On March 21, 1865, the mayor of Goldsborough, (now spelled Goldsboro,) North Carolina, surrendered the town to General William Tecumseh Sherman’s troops. It was the end of the Union Army’s march through the Confederacy, the deathblow that sealed the fate of the Southern insurrection.
Charlotte Bratcher, Lottie to friends and family, an eighteen-year-old farm girl from Wayne County, had no particular allegiance to the Southern cause. She is known as the best horse rider in the county. She and Big John, her horse, cause quite a stir, as a group of horse thieves have them both in their sights.

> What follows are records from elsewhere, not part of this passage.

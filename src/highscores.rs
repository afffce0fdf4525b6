//! Top survival times for the current session. Nothing is written to disk.

/// Entries kept on the board.
pub const MAX_ENTRIES: usize = 5;

#[derive(Debug, Clone, Default, PartialEq)]
pub struct HighScores {
    /// Survival times in seconds, best first.
    times: Vec<f32>,
}

impl HighScores {
    pub fn new() -> Self {
        Self::default()
    }

    /// Insert a finished run. Returns its 1-based rank if it made the board.
    pub fn record(&mut self, time: f32) -> Option<usize> {
        if !time.is_finite() || time < 0.0 {
            return None;
        }
        let pos = self.times.iter().position(|&t| time > t).unwrap_or(self.times.len());
        if pos >= MAX_ENTRIES {
            return None;
        }
        self.times.insert(pos, time);
        self.times.truncate(MAX_ENTRIES);
        log::info!("high score #{}: {:.2}s", pos + 1, time);
        Some(pos + 1)
    }

    pub fn times(&self) -> &[f32] {
        &self.times
    }

    pub fn best(&self) -> Option<f32> {
        self.times.first().copied()
    }
}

The Bratcher family, like most North Carolinians of the time, had no slaves and scraped a living from the land as best they could. The men in her family, conscripted into a war they did not believe in, soon lost the zeal young men have for living a war hero’s tale. These Tar Heels were forced to fight in a rich man’s war. By 1865, all Lottie and those like her wanted was an end to the bloodshed.
As the one hundred thousand plus Yankees spread over Wayne County like ants, Lottie and her family out in Bratcher Patch are just trying to survive. In addition to blue-coated warriors, desperate deserters, bummers, thieves, and the home patrol to deal with, Lottie is also coming to terms with a long held infatuation with Patrice Cole. Not knowing how to name her feelings for the dark-haired Miss Cole, Lottie does what she knows how to do, run. Charlotte Bratcher runs, but it’s straight into the arms of the woman she has dreamed about for years.